### Problem to work on
Work out how many lines in the data hold the word "overwrite", and reply with that number only.

### Collected data
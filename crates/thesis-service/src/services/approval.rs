//! Approval service
//!
//! Advisors record their decision against a student's thesis. The advisor
//! slot is derived from the thesis itself, never supplied by the client,
//! and repeat submissions overwrite the earlier decision.

use tracing::{info, instrument};
use uuid::Uuid;
use validator::Validate;

use thesis_core::{ApprovalRecord, DomainError, ThesisEligibility};

use crate::dto::{ApprovalResponse, EligibilityResponse, RecordApprovalRequest};

use super::context::ServiceContext;
use super::error::ServiceResult;

/// Approval ledger service
pub struct ApprovalService<'a> {
    ctx: &'a ServiceContext,
}

impl<'a> ApprovalService<'a> {
    /// Create a new ApprovalService
    pub fn new(ctx: &'a ServiceContext) -> Self {
        Self { ctx }
    }

    /// Record (or overwrite) an advisor's decision.
    ///
    /// The caller must hold an advisor slot on the student's thesis;
    /// the slot determines which ledger row the decision lands on.
    #[instrument(skip(self, request), fields(student_id = %request.student_id, decision = request.decision))]
    pub async fn record_approval(
        &self,
        faculty_id: Uuid,
        request: RecordApprovalRequest,
    ) -> ServiceResult<ApprovalResponse> {
        request.validate()?;

        let thesis = self
            .ctx
            .thesis_repo()
            .find_by_student(request.student_id)
            .await?
            .ok_or(DomainError::ThesisNotFound)?;

        let role = thesis
            .advisor_role_of(faculty_id)
            .ok_or(DomainError::NotThesisAdvisor)?;

        let record = ApprovalRecord::new(
            Uuid::new_v4(),
            request.student_id,
            faculty_id,
            role,
            request.decision,
            request.note,
        );
        self.ctx.approval_repo().upsert(&record).await?;

        info!(
            student_id = %request.student_id,
            role = %role,
            decision = request.decision,
            "Advisor decision recorded"
        );

        // Re-read so the response carries the stored row, not the input
        let stored = self
            .ctx
            .approval_repo()
            .find(request.student_id, faculty_id, role)
            .await?
            .ok_or_else(|| DomainError::InternalError("Upserted approval not found".into()))?;
        Ok(ApprovalResponse::from(&stored))
    }

    /// The student's full ledger plus the eligibility derived from it
    #[instrument(skip(self))]
    pub async fn approvals_for_student(
        &self,
        student_id: Uuid,
    ) -> ServiceResult<(Vec<ApprovalResponse>, EligibilityResponse)> {
        let records = self.ctx.approval_repo().find_by_student(student_id).await?;
        let eligibility = ThesisEligibility::from_records(&records);
        Ok((
            records.iter().map(ApprovalResponse::from).collect(),
            eligibility.into(),
        ))
    }
}
//! News database models

use chrono::{DateTime, Utc};
use sqlx::FromRow;
use uuid::Uuid;

/// Database model for the news table
#[derive(Debug, Clone, FromRow)]
pub struct NewsModel {
    pub id: Uuid,
    pub author_id: Uuid,
    pub title: String,
    pub body: String,
    pub created_at: DateTime<Utc>,
    pub updated_at: DateTime<Utc>,
}

/// News row joined with the author's display name
#[derive(Debug, Clone, FromRow)]
pub struct NewsWithAuthorModel {
    #[sqlx(flatten)]
    pub item: NewsModel,
    pub author_name: String,
}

### Answer space
2